The main point of contention, was that they’re a bunch of infectious disease experts, in a 100 year pandemic, that clearly have enough work, and ‘surplus’ on their income statement year on year, but still found the opportunity to claim a lot of jobkeeper on top of claiming Victorian government grants. It’s pretty shameful for a “NFP” to do this, especially in a windfall year. Shareholder run companies have been demonized in the media for being more deserving of JK than Burnet.
What part of Crikey “tried to contact Burnet on four occasions to ask if it would return the JobKeeper payments but it did not respond before publication”?
Using “Crikey” to legitimise his pursuits in his own self-interest?
“Its surplus (equivalent to its net profit) skyrocketed from $2.7 million in 2019 to $63 million in 2020 (boosted by the $55 million “sale and leaseback” of its Melbourne head office)”

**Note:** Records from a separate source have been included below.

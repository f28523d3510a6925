//! Output formatting for CLI commands.
//!
//! Supports table (human-readable) and JSON output formats.

use std::io::Write;

use serde::Serialize;
use vigil_alerts::{Alert, AlertRule};
use vigil_health::{HealthStatus, SystemHealth};

use crate::cli::Format;
use crate::error::{CliError, Result};

/// Output formatter that handles both table and JSON output.
#[derive(Debug, Clone)]
pub struct OutputFormat {
    format: Format,
}

impl OutputFormat {
    /// Create a new output formatter.
    #[must_use]
    pub const fn new(format: Format) -> Self {
        Self { format }
    }

    /// Check if JSON format is selected.
    #[must_use]
    pub const fn is_json(&self) -> bool {
        matches!(self.format, Format::Json)
    }

    /// Write a serializable value to the output.
    ///
    /// # Errors
    ///
    /// Returns an error if serialization or writing fails.
    pub fn write<W, T>(&self, writer: &mut W, value: &T) -> Result<()>
    where
        W: Write,
        T: Serialize + TableDisplay,
    {
        match self.format {
            Format::Json => {
                serde_json::to_writer_pretty(&mut *writer, value)
                    .map_err(|e| CliError::Format(format!("JSON serialization failed: {e}")))?;
                writeln!(writer)?;
            }
            Format::Table => value.write_table(writer)?,
        }
        Ok(())
    }

    /// Write one record of a stream: a single JSON line, or table text.
    ///
    /// # Errors
    ///
    /// Returns an error if serialization or writing fails.
    pub fn write_line<W, T>(&self, writer: &mut W, value: &T) -> Result<()>
    where
        W: Write,
        T: Serialize + TableDisplay,
    {
        match self.format {
            Format::Json => {
                serde_json::to_writer(&mut *writer, value)
                    .map_err(|e| CliError::Format(format!("JSON serialization failed: {e}")))?;
                writeln!(writer)?;
            }
            Format::Table => value.write_table(writer)?,
        }
        writer.flush()?;
        Ok(())
    }

    /// Write a serializable value to a string.
    ///
    /// # Errors
    ///
    /// Returns an error if serialization fails.
    pub fn to_string<T>(&self, value: &T) -> Result<String>
    where
        T: Serialize + TableDisplay,
    {
        let mut buf = Vec::new();
        self.write(&mut buf, value)?;
        String::from_utf8(buf).map_err(|e| CliError::Format(format!("UTF-8 error: {e}")))
    }
}

impl Default for OutputFormat {
    fn default() -> Self {
        Self::new(Format::Table)
    }
}

/// Trait for types that can be displayed as a table.
pub trait TableDisplay {
    /// Write the value as a human-readable table.
    ///
    /// # Errors
    ///
    /// Returns an error if writing fails.
    fn write_table<W: Write>(&self, writer: &mut W) -> Result<()>;
}

/// A system health snapshot for display.
#[derive(Debug, Clone, Serialize)]
#[serde(transparent)]
pub struct HealthReport(pub SystemHealth);

impl TableDisplay for HealthReport {
    fn write_table<W: Write>(&self, writer: &mut W) -> Result<()> {
        let health = &self.0;
        let summary = &health.summary;

        writeln!(writer, "System Health: {}", health.status)?;
        writeln!(writer, "══════════════════════════════════")?;
        writeln!(writer, "Checked:          {}", health.last_check.to_rfc3339())?;
        writeln!(writer, "Components:       {}", summary.total_components)?;
        writeln!(writer, "  Healthy:        {}", summary.healthy_components)?;
        writeln!(writer, "  Degraded:       {}", summary.degraded_components)?;
        writeln!(writer, "  Unhealthy:      {}", summary.unhealthy_components)?;
        writeln!(writer, "  Unknown:        {}", summary.unknown_components)?;
        writeln!(writer, "Health:           {:.1}%", summary.health_percentage)?;

        if health.components.is_empty() {
            writeln!(writer)?;
            writeln!(writer, "No components configured")?;
            return Ok(());
        }

        writeln!(writer)?;
        writeln!(
            writer,
            "{:<24}  {:<16}  {:<10}  {:>12}  {:>8}  ERROR",
            "NAME", "TYPE", "STATUS", "LATENCY (ms)", "SUCCESS"
        )?;
        writeln!(writer, "{}", "─".repeat(96))?;

        let mut names: Vec<&String> = health.components.keys().collect();
        names.sort();
        for name in names {
            let c = &health.components[name];
            writeln!(
                writer,
                "{:<24}  {:<16}  {:<10}  {:>12.1}  {:>7.1}%  {}",
                truncate(name, 24),
                truncate(c.component_type.as_str(), 16),
                c.status.as_str(),
                c.response_time_ms,
                c.success_rate,
                c.error_message.as_deref().unwrap_or("-")
            )?;
        }
        Ok(())
    }
}

/// One alert rule for display.
#[derive(Debug, Clone, Serialize)]
pub struct RuleInfo {
    /// Rule name.
    pub name: String,
    /// Severity of raised alerts.
    pub severity: String,
    /// The condition, rendered as text.
    pub condition: String,
    /// Minutes between alerts.
    pub cooldown_minutes: u64,
    /// Maximum alerts per hour.
    pub max_alerts_per_hour: u32,
    /// Message template.
    pub message_template: String,
    /// Whether the rule is evaluated.
    pub enabled: bool,
}

impl From<&AlertRule> for RuleInfo {
    fn from(rule: &AlertRule) -> Self {
        Self {
            name: rule.name.clone(),
            severity: rule.severity.to_string(),
            condition: rule.condition.to_string(),
            cooldown_minutes: rule.cooldown_minutes,
            max_alerts_per_hour: rule.max_alerts_per_hour,
            message_template: rule.message_template.clone(),
            enabled: rule.enabled,
        }
    }
}

/// A list of rules for display.
#[derive(Debug, Clone, Serialize)]
pub struct RuleList {
    /// The rules.
    pub rules: Vec<RuleInfo>,
}

impl TableDisplay for RuleList {
    fn write_table<W: Write>(&self, writer: &mut W) -> Result<()> {
        if self.rules.is_empty() {
            writeln!(writer, "No rules configured")?;
            return Ok(());
        }

        writeln!(
            writer,
            "{:<28}  {:<8}  {:<32}  {:>8}  {:>8}",
            "NAME", "SEVERITY", "CONDITION", "COOLDOWN", "MAX/HOUR"
        )?;
        writeln!(writer, "{}", "─".repeat(92))?;

        for rule in &self.rules {
            writeln!(
                writer,
                "{:<28}  {:<8}  {:<32}  {:>7}m  {:>8}",
                truncate(&rule.name, 28),
                rule.severity,
                truncate(&rule.condition, 32),
                rule.cooldown_minutes,
                rule.max_alerts_per_hour
            )?;
        }

        writeln!(writer)?;
        writeln!(writer, "Total: {} rule(s)", self.rules.len())?;
        Ok(())
    }
}

/// Something that happened while watching.
#[derive(Debug, Clone, Serialize)]
#[serde(tag = "event", rename_all = "snake_case")]
pub enum WatchEvent {
    /// A check cycle finished.
    Cycle {
        /// Aggregated status.
        status: HealthStatus,
        /// Components in the snapshot.
        total: usize,
        /// Components not healthy.
        unhealthy: Vec<String>,
        /// Components degraded.
        degraded: Vec<String>,
    },
    /// An alert was raised.
    Alert(Alert),
}

impl WatchEvent {
    /// Summarizes a snapshot.
    #[must_use]
    pub fn cycle(health: &SystemHealth) -> Self {
        Self::Cycle {
            status: health.status,
            total: health.total_components(),
            unhealthy: health.components_with_status(HealthStatus::Unhealthy),
            degraded: health.components_with_status(HealthStatus::Degraded),
        }
    }
}

impl TableDisplay for WatchEvent {
    fn write_table<W: Write>(&self, writer: &mut W) -> Result<()> {
        match self {
            Self::Cycle {
                status,
                total,
                unhealthy,
                degraded,
            } => {
                write!(writer, "[cycle] {status} ({total} component(s))")?;
                if !unhealthy.is_empty() {
                    write!(writer, " unhealthy: {}", unhealthy.join(", "))?;
                }
                if !degraded.is_empty() {
                    write!(writer, " degraded: {}", degraded.join(", "))?;
                }
                writeln!(writer)?;
            }
            Self::Alert(alert) => {
                writeln!(
                    writer,
                    "[alert] {:<8} {} {}",
                    alert.severity.as_str(),
                    alert.name,
                    alert.message
                )?;
            }
        }
        Ok(())
    }
}

/// Truncate a string to a maximum length, adding "..." if truncated.
fn truncate(s: &str, max_len: usize) -> String {
    if s.chars().count() <= max_len {
        s.to_string()
    } else if max_len <= 3 {
        s.chars().take(max_len).collect()
    } else {
        let head: String = s.chars().take(max_len - 3).collect();
        format!("{head}...")
    }
}

#[cfg(test)]
mod tests {
    use super::*;
    use chrono::Utc;
    use std::collections::HashMap;
    use vigil_alerts::default_rules;
    use vigil_health::{ComponentHealth, ComponentType};

    fn snapshot() -> SystemHealth {
        let components = HashMap::from([
            (
                "postgres".to_string(),
                ComponentHealth {
                    status: HealthStatus::Unhealthy,
                    success_rate: 0.0,
                    error_message: Some("connection refused".to_string()),
                    ..ComponentHealth::unchecked("postgres", ComponentType::Database, Utc::now())
                },
            ),
            (
                "redis".to_string(),
                ComponentHealth {
                    status: HealthStatus::Healthy,
                    response_time_ms: 1.25,
                    ..ComponentHealth::unchecked("redis", ComponentType::Cache, Utc::now())
                },
            ),
        ]);
        SystemHealth::from_components(components, Utc::now())
    }

    mod format_tests {
        use super::*;

        #[test]
        fn json_health_report() {
            let output = OutputFormat::new(Format::Json)
                .to_string(&HealthReport(snapshot()))
                .unwrap();
            let value: serde_json::Value = serde_json::from_str(&output).unwrap();
            assert_eq!(value["status"], "unhealthy");
            assert_eq!(value["components"]["redis"]["status"], "healthy");
        }

        #[test]
        fn table_health_report() {
            let output = OutputFormat::default()
                .to_string(&HealthReport(snapshot()))
                .unwrap();
            assert!(output.starts_with("System Health: unhealthy"));
            assert!(output.contains("Health:           50.0%"));
            assert!(output.contains("connection refused"));
            let postgres = output.find("postgres").unwrap();
            let redis = output.find("redis").unwrap();
            assert!(postgres < redis);
        }

        #[test]
        fn table_empty_report() {
            let output = OutputFormat::default()
                .to_string(&HealthReport(SystemHealth::empty(Utc::now())))
                .unwrap();
            assert!(output.starts_with("System Health: unknown"));
            assert!(output.contains("No components configured"));
        }

        #[test]
        fn table_rule_list() {
            let rules = RuleList {
                rules: default_rules().unwrap().iter().map(RuleInfo::from).collect(),
            };
            let output = OutputFormat::default().to_string(&rules).unwrap();
            assert!(output.contains("system_unhealthy"));
            assert!(output.contains("Total: 5 rule(s)"));
        }

        #[test]
        fn watch_event_is_one_json_line() {
            let mut buf = Vec::new();
            OutputFormat::new(Format::Json)
                .write_line(&mut buf, &WatchEvent::cycle(&snapshot()))
                .unwrap();
            let text = String::from_utf8(buf).unwrap();
            assert_eq!(text.lines().count(), 1);
            let value: serde_json::Value = serde_json::from_str(&text).unwrap();
            assert_eq!(value["event"], "cycle");
            assert_eq!(value["unhealthy"], serde_json::json!(["postgres"]));
        }

        #[test]
        fn watch_event_table() {
            let mut buf = Vec::new();
            OutputFormat::default()
                .write_line(&mut buf, &WatchEvent::cycle(&snapshot()))
                .unwrap();
            assert_eq!(
                String::from_utf8(buf).unwrap(),
                "[cycle] unhealthy (2 component(s)) unhealthy: postgres\n"
            );
        }
    }

    mod truncate_tests {
        use super::*;

        #[test]
        fn short_strings_untouched() {
            assert_eq!(truncate("redis", 10), "redis");
        }

        #[test]
        fn long_strings_get_ellipsis() {
            assert_eq!(truncate("a-very-long-component-name", 10), "a-very-...");
        }
    }
}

Oh god, don’t tell me spiv accountants are still pulling this one. It beggars belief that anyone would ever have tried it on. It made no sense back in the 90s when it became flavour of the decade, but surely twenty years later the profession has woken up to the fact that this is a farce.
Spare m. We are where we are because of accountants running the country.
It makes sense for a NFP/ACNC organisation. When you don’t have investors banging on your door wanting dividends you can concentrate on other things. The sale of the Melbourne office could be because it is no longer suitable/fit for purpose and a move to another ‘purpose built facility’ in the Parkville medical/precinct within the medium term may be on the cards. I do not have any inside knowledge on this matter but other organisations such as large sports clubs (who are income tax exempt in many cases) follow this approach : sell your existing facility to a property developer and then build a new venue elsewhere.
The surplus of a NFP is not the same as a profit from an IOF. A NFP surplus is not distributed to shareholders but has to be invested in achieving/furthering the NFPs objectives. An NFP is owned by its members, who are prohibited from receiving any personal financial benefit from the NFP. An NFP can own a for-profit entity, but any dividends or income it receives from that entity has to go to furthering the NFP objectives, not distributed to its members.
Whether the Burnet Institute is a good or a bad thing, I don’t know (at least, from this article), but I do know that an NFP is not an investor owned commercial outfit, and to ‘analyse’ it as such is, at the least, misleading.
I think the Schwabber is jealous of the institute, especially given his favourite one the IPA is reliant on the obese Rhinehart for its funds.